[Record excerpts]
• • • •

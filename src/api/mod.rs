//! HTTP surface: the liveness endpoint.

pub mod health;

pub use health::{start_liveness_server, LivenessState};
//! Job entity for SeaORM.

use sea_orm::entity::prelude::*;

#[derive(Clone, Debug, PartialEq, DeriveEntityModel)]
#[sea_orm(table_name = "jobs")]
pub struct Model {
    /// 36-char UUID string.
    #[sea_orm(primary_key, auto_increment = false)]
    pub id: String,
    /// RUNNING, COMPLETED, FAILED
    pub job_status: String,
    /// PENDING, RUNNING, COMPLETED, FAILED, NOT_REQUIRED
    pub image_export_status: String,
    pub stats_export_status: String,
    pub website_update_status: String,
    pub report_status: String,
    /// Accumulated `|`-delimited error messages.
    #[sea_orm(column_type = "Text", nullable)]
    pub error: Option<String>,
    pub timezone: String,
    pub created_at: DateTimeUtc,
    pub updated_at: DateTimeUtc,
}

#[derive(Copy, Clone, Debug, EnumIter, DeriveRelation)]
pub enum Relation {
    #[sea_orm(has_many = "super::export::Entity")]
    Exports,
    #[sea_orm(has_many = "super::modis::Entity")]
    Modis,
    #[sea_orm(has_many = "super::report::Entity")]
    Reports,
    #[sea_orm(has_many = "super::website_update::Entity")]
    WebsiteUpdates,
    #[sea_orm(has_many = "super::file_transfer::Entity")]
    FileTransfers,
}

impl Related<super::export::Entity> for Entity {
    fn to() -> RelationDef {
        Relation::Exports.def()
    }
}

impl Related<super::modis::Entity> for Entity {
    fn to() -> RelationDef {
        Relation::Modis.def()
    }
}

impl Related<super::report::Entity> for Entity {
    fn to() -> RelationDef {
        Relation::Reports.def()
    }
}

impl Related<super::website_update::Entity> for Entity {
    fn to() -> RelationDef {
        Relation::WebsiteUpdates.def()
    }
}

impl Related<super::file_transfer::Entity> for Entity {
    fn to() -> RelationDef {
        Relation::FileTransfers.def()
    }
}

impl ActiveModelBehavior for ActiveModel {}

• • • •

[Requirement] Exactly how many lines of the data above hold the word "FileTransfers"? The number is the whole answer.

[Task response] 2